Mr. LESSIG. Well, it would have been negative. It would have restricted the opportunity for Google or new competitors to enter into this marketplace. Now, whether it would have been enough to stop it or not, who knows? But there's no doubt of the effect. The effect would have been to restrict application competition, which is exactly what we should be encouraging in this context.

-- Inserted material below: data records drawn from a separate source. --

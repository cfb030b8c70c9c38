use std::path::PathBuf;

use clap::Parser;
use log::LevelFilter;

use crate::logging::LogDestination;

/// Find the puzzle image urls in an apache access log and optionally
/// download them into a new directory with an index.html.
#[derive(Parser, Debug, Clone, PartialEq, Eq)]
#[command(name = "logpuzzle", version)]
pub struct Args {
    /// Destination directory for downloaded images; must not exist yet
    #[arg(short = 'd', long, value_name = "DIR")]
    pub todir: Option<PathBuf>,

    /// RON file with scan and fetch settings
    #[arg(long, value_name = "FILE")]
    pub config: Option<PathBuf>,

    /// Host prefix joined to every puzzle path
    #[arg(long, value_name = "URL")]
    pub host: Option<String>,

    /// Per-image request timeout
    #[arg(long, value_name = "SECS")]
    pub timeout: Option<u64>,

    /// Log debug detail to stderr
    #[arg(short, long)]
    pub verbose: bool,

    /// Also write the log to this file
    #[arg(long, value_name = "FILE")]
    pub log_file: Option<PathBuf>,

    /// Apache logfile to extract urls from
    pub logfile: PathBuf,
}

impl Args {
    pub fn log_level(&self) -> LevelFilter {
        if self.verbose {
            LevelFilter::Debug
        } else {
            LevelFilter::Info
        }
    }

    pub fn log_destination(&self) -> LogDestination {
        match &self.log_file {
            Some(path) => LogDestination::Both(path.clone()),
            None => LogDestination::Terminal,
        }
    }
}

Getting the drift? Here's another:
And the fourth point that I don't think anybody can really deny, the changes that are being described, not by the very reasonable people who testified in the earlier panel, but by the leaders of Verizon and the leaders of AT&T, the changes that are being described would radically reduce competition in applications and content on the Internet, radically reduce that competition because as they set up fast lanes on the Internet, the only companies that could afford to buy access to the fast lanes on the Internet are companies like Google and Yahoo! and Microsoft and the content companies that already have succeeded in the marketplace. The next generation Yahoos! and Googles cannot buy access to the fast lane, because they would face a barrier to entry that would restrict competition. This restriction in competition would fundamentally weaken the growth of the Internet.
And:
Access-tiering will create an obvious incentive among the effective duopoly that now provides broadband service to most Americans. By effectively auctioning off lanes of broadband service, this form of tiering will restrict the opportunity of many to compete in providing new Internet service. For example, there are many new user generated video services on the Internet, such as Google Video, YouAre.TV, and youTube.com. The incentives in a world of access-tiering would be to auction to the highest bidders the quality of service necessary to support video service, and leave to the rest insufficient bandwidth to compete. That may benefit established companies, but it will only burden new innovators.

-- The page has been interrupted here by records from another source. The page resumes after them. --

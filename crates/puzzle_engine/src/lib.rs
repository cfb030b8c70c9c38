//! Logpuzzle engine: log scanning, image download and index persistence.
mod engine;
mod fetch;
mod gallery;
mod persist;
mod scan;
mod types;

pub use engine::{EngineError, PuzzleEngine};
pub use fetch::{FetchSettings, Fetcher, LoggingSink, ProgressSink, ReqwestFetcher};
pub use gallery::{download_images, DownloadError, DownloadSummary};
pub use persist::{create_destination_dir, AtomicFileWriter, PersistError};
pub use scan::{read_urls, ScanError};
pub use types::{DownloadEvent, FailureKind, FetchError, FetchMetadata, FetchOutput, ImageIndex};

pub use puzzle_core::ScanSettings;
use std::fs;
use std::path::Path;
use std::time::Duration;

use anyhow::{Context, Result};
use puzzle_engine::{FetchSettings, ScanSettings};
use serde::Deserialize;

use crate::cli::Args;

/// Optional settings file, e.g.
///
/// ```ron
/// (
///     host: Some("http://localhost:8000"),
///     request_timeout_secs: Some(5),
///     allowed_content_types: Some(["image/*"]),
/// )
/// ```
#[derive(Debug, Clone, Default, PartialEq, Eq, Deserialize)]
#[serde(default, deny_unknown_fields)]
pub struct PuzzleConfig {
    pub host: Option<String>,
    pub marker: Option<String>,
    pub connect_timeout_secs: Option<u64>,
    pub request_timeout_secs: Option<u64>,
    pub redirect_limit: Option<usize>,
    pub max_bytes: Option<u64>,
    pub allowed_content_types: Option<Vec<String>>,
}

impl PuzzleConfig {
    pub fn load(path: &Path) -> Result<Self> {
        let content = fs::read_to_string(path)
            .with_context(|| format!("reading config {}", path.display()))?;
        ron::from_str(&content).with_context(|| format!("parsing config {}", path.display()))
    }
}

#[derive(Debug, Clone)]
pub struct Settings {
    pub scan: ScanSettings,
    pub fetch: FetchSettings,
}

impl Settings {
    /// Command line flags win over the config file, which wins over defaults.
    pub fn resolve(config: PuzzleConfig, args: &Args) -> Self {
        let defaults = ScanSettings::default();
        let scan = ScanSettings {
            host: args.host.clone().or(config.host).unwrap_or(defaults.host),
            marker: config.marker.unwrap_or(defaults.marker),
        };

        let mut fetch = FetchSettings::default();
        if let Some(secs) = config.connect_timeout_secs {
            fetch.connect_timeout = Duration::from_secs(secs);
        }
        if let Some(secs) = args.timeout.or(config.request_timeout_secs) {
            fetch.request_timeout = Duration::from_secs(secs);
        }
        if let Some(limit) = config.redirect_limit {
            fetch.redirect_limit = limit;
        }
        if let Some(max_bytes) = config.max_bytes {
            fetch.max_bytes = max_bytes;
        }
        if let Some(types) = config.allowed_content_types {
            fetch.allowed_content_types = types;
        }

        Self { scan, fetch }
    }
}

How did Lessig define access-tiering?
By "access-tiering," I mean any policy by network owners to condition content or service providers' right to provide content or service to the network upon the payment of some fee. These fees are independent of basic Internet access fees. No one questions the right of network owners to charge Google for the bandwidth it uses. Instead, "access-tiering" adds an additional tax on network innovators based upon the particular service being offered.
Today, Lessig says that he is comfortable with charging content providers higher access fees for different service tiers so long as everybody pays the same price:
The zero discriminatory surcharge rules are just that -- rules against discriminatory surcharges -- charging Google something different from what a network charges iFilm. The regulation I call for is a "MFN" requirement -- that everyone has the right to the rates of the most favored nation.
So Lessig's current view is that so long as all providers are treated equally -- that none are given better pricing than others -- then everything is fine and dandy, even if some content providers are in a better position to pay the surcharges than others.
Just a couple of years ago, his position was that any access tiering that allowed wealthier companies to enjoy an advantage over other companies was problematic.
It seems fair to say then, that his views on Net Neutrality have changed, and that he's softened his views on access-tiering.
Lessig could very well be right to take the position that he does today. But it certainly doesn't seem like the position he held 2 years ago.